In 1930 he developed synthetic tanning agents and dyes which remained fast under sunlight.
In 1935 he started a study on insecticides that could affect insects coming into contact with them. He stressed upon the various criteria of a perfect insecticide that would make it cheap, highly stable for long periods, prove highly potent against all types of insects without causing any harm to plants, animals or humans.
In 1937 he developed and patented a method for producing insecticides out of synthetic cyanate and rhodanide based compounds.
He also developed a mercury-free seed disinfectant called Graminone which benefited the Swiss farmers a great deal at the time.
In 1939 Muller developed DDT or ‘dichloro diphenyl trichloroethane’ which did not have much use since it was first discovered in 1873. Till that time all insecticides were either natural which were very expensive or synthetic which were ineffective. The effective insecticides available till then were Arsenic based and were equally poisonous to humans, animals and plants.
Muller got a Swiss patent for it in 1940 and production of DDT was started by Geigy. He also got a British patent in 1942 and an American patent in 1943 after which the production of insecticide started in both the countries in real earnest.
It was first tested on the Colorado potato beetle in 1943 by both the US and the Swiss governments with great success.

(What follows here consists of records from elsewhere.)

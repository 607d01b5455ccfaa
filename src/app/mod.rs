//! Application core: pure domain logic, zero I/O.
//!
//! This module holds the business rules for the feeder control engine:
//! canonical state, event handling, and command orchestration.  All
//! interaction with the store, the clock, and the async runtime happens
//! through **port traits** defined in [`ports`], so this layer is testable
//! without a network or real timers.

pub mod commands;
pub mod events;
pub mod ports;
pub mod service;
pub mod state;
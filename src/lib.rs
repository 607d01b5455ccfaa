//! FishFeeder control and notification engine.
//!
//! Keeps a live view of a remote fish feeder's state (countdown, daily
//! drop count, stock level), turns stock readings into operator
//! notifications, resets the daily counter at local midnight, and relays
//! operator commands to the device through a shared key/value store.
//!
//! ```text
//! ┌──────────────────────────────────────────────────────────────┐
//! │                     Adapters (outer ring)                    │
//! │   MemoryStore (FieldStore)  SystemClock  LogEventSink        │
//! │                                                              │
//! │  ────────────────── Port Trait Boundary ───────────────────  │
//! │                                                              │
//! │  ┌────────────────────────────────────────────────────────┐  │
//! │  │          FeederControlEngine (pure logic)              │  │
//! │  │  Policy · Notifications · Daily reset · Dispatch guard │  │
//! │  └────────────────────────────────────────────────────────┘  │
//! │                                                              │
//! │  FeederRuntime (mailbox loop, timers, store jobs)            │
//! └──────────────────────────────────────────────────────────────┘
//! ```

#![deny(unused_must_use)]

pub mod adapters;
pub mod app;
pub mod config;
pub mod dispatch;
pub mod error;
pub mod events;
pub mod notify;
pub mod paths;
pub mod policy;
pub mod runtime;
pub mod scheduler;
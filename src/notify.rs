//! Advisory banner state with timed auto-dismissal.
//!
//! ## Dismissal lifecycle
//!
//! 1. `show_transient` bumps the generation counter and returns a
//!    [`DismissTicket`] carrying the new generation.
//! 2. The runtime arms a timer for `ticket.after`.
//! 3. When the timer fires, [`NotificationCenter::expire`] is called with
//!    the captured generation.  If anything was shown since, the
//!    generations differ and the call is a no-op.
//!
//! `show_persistent` and `dismiss` also bump the generation, so any
//! outstanding timer goes stale.  Newest call always wins.

use core::time::Duration;

use heapless::String;

/// Maximum banner length in bytes; longer text is truncated.
pub const TEXT_CAPACITY: usize = 96;

/// Banner severity.
#[derive(Debug, Clone, Copy, PartialEq, Eq)]
pub enum Severity {
    Info,
    Warning,
    Error,
    Success,
}

/// The banner as the presentation layer sees it.
#[derive(Debug, Clone, PartialEq, Eq, Default)]
pub struct NotificationState {
    /// Last shown text.  Kept after dismissal.
    pub text: String<TEXT_CAPACITY>,
    /// `None` while the banner is hidden.
    pub severity: Option<Severity>,
    pub persistent: bool,
    /// Uptime (ms) at which the current banner was shown.
    pub active_since: Option<u64>,
}

impl NotificationState {
    /// True while a banner is on screen.
    pub fn is_visible(&self) -> bool {
        self.severity.is_some()
    }
}

/// Returned by [`NotificationCenter::show_transient`]; the runtime arms a
/// timer for `after` and calls `expire(generation)` when it fires.
#[derive(Debug, Clone, Copy, PartialEq, Eq)]
pub struct DismissTicket {
    pub generation: u64,
    pub after: Duration,
}

pub struct NotificationCenter {
    current: NotificationState,
    generation: u64,
    dismiss_after: Duration,
}

impl NotificationCenter {
    pub fn new(dismiss_after: Duration) -> Self {
        Self {
            current: NotificationState::default(),
            generation: 0,
            dismiss_after,
        }
    }

    /// Show a banner that hides itself after the configured delay.
    pub fn show_transient(&mut self, text: &str, severity: Severity, now_ms: u64) -> DismissTicket {
        self.replace(text, severity, false, now_ms);
        DismissTicket {
            generation: self.generation,
            after: self.dismiss_after,
        }
    }

    /// Show a banner that stays until dismissed or superseded.
    pub fn show_persistent(&mut self, text: &str, severity: Severity, now_ms: u64) {
        self.replace(text, severity, true, now_ms);
    }

    /// Hide the banner.  Idempotent.
    pub fn dismiss(&mut self) {
        self.generation = self.generation.wrapping_add(1);
        self.current.severity = None;
        self.current.persistent = false;
        self.current.active_since = None;
    }

    /// Auto-dismiss timer callback.  Returns `true` if the banner was hidden.
    pub fn expire(&mut self, generation: u64) -> bool {
        if generation != self.generation || !self.current.is_visible() {
            return false;
        }
        self.current.severity = None;
        self.current.active_since = None;
        true
    }

    pub fn current(&self) -> &NotificationState {
        &self.current
    }

    // ── Internal ──────────────────────────────────────────────

    fn replace(&mut self, text: &str, severity: Severity, persistent: bool, now_ms: u64) {
        self.generation = self.generation.wrapping_add(1);
        self.current = NotificationState {
            text: fit(text),
            severity: Some(severity),
            persistent,
            active_since: Some(now_ms),
        };
    }
}

/// Copy `text` into a fixed-capacity string, cutting at a char boundary.
fn fit(text: &str) -> String<TEXT_CAPACITY> {
    let mut out = String::new();
    for ch in text.chars() {
        if out.push(ch).is_err() {
            break;
        }
    }
    out
}
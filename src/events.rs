//! Engine mailbox and inbound event types.
//!
//! Events are produced by:
//! - Subscription pumps (field changes from the shared store)
//! - Timers (reset check, stock poll, notification dismissal)
//! - Completed store jobs (reset writes, command dispatches)
//! - The operator (command intents, shutdown)
//!
//! Events are consumed by the engine loop, one at a time, in arrival order.
//!
//! ```text
//! ┌──────────────┐     ┌──────────────┐     ┌──────────────┐
//! │ Subscriptions│────▶│              │     │              │
//! │ Timers       │────▶│   Mailbox    │────▶│  Engine loop │
//! │ Store jobs   │────▶│  (bounded)   │     │  (consumer)  │
//! │ Operator     │────▶│              │     │              │
//! └──────────────┘     └──────────────┘     └──────────────┘
//! ```

use chrono::NaiveDate;
use embassy_sync::blocking_mutex::raw::CriticalSectionRawMutex;
use embassy_sync::channel::Channel;
use serde_json::Value;

use crate::app::commands::CommandIntent;
use crate::app::ports::StoreError;
use crate::dispatch::DispatchReceipt;
use crate::error::DispatchError;
use crate::paths::Field;

/// Mailbox depth.  Senders wait when it is full; the operator handle uses
/// `try_send` and reports the drop instead.
pub const MAILBOX_DEPTH: usize = 32;

/// Single-consumer engine mailbox.  `Sync`, so operator threads may post.
pub type Mailbox = Channel<CriticalSectionRawMutex, EngineEvent, MAILBOX_DEPTH>;

/// Everything that can change engine state.
#[derive(Debug, Clone)]
pub enum EngineEvent {
    // ── Store ─────────────────────────────────────────────
    /// The initial snapshot read finished.
    SnapshotLoaded(Result<Value, StoreError>),
    /// A subscribed field changed.  `None` means the event carried no value.
    FieldChanged { field: Field, value: Option<Value> },

    // ── Timers ────────────────────────────────────────────
    /// Daily reset check (1/min).
    ResetCheckTick,
    /// Stock re-evaluation (every 30s).
    StockPollTick,
    /// A transient notification's dismissal timer fired.
    DismissExpired { generation: u64 },

    // ── Job completions ───────────────────────────────────
    /// The drop-counter reset write for `date` finished.
    ResetWritten { date: NaiveDate, result: Result<(), StoreError> },
    /// A command dispatch finished.
    DispatchFinished {
        intent: CommandIntent,
        result: Result<DispatchReceipt, DispatchError>,
    },

    // ── Operator ──────────────────────────────────────────
    /// Validate and send a command.
    Command(CommandIntent),
    /// Hide the current banner.
    DismissNotification,
    /// Stop the engine and release every timer and subscription.
    Shutdown,
}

It was successfully used to stop a typhus epidemic in Naples, Italy in 1943. Over the years the insecticide started showing signs of other toxicities harmful to animals and humans and its used was drastically reduced.
Muller later became the deputy chairman of J. R. Geigy and the director of research in its pesticide division.
In 1961 he retired from Geigy and carried out more experiments at the laboratory set up at his Oberswil home.
Major Works
Paul Hermann Muller’s investigations in ‘Uber Konstitiution und Toxische Wirkung von naturlichen und neuen synthetischen insektentotenden Stoffen’ written with H. Martin and P. Lauger came out in ‘Helevetica chimica acta’ in 1944.
His paper with the title ‘Uber Zusmmenhange zwischen Konstitution und insektizider Wirkung’ was published in 1946.
He gave an account of the discovery of DDT in ‘Dichlorodiphenyltrichloroathan und neuere Inzekticide’ which was published in 1949.
Awards & Achievements
Paul Hermann Muller was awarded the Nobel Prize in Physiology or Medicine in 1948.
He was awarded an honorary doctorate by the University of Thessalonica in recognition of his discovery of the new form of DDT which was used effectively in the Mediterranean countries.
Personal Life & Legacy
He married Friedel Ruegsegger in 1927 and had two son, Heinrich and Niklaus and one daughter, Margaretha from the marriage.
Paul Hermann Muller died on October 12, 1965 in Basel, Switzerland.
Humanitarian Work
Paul Hermann Muller was instrumental in saving millions of lives by eradicating malaria from many countries and reducing its incidence in a big part of the world by discovering DDT.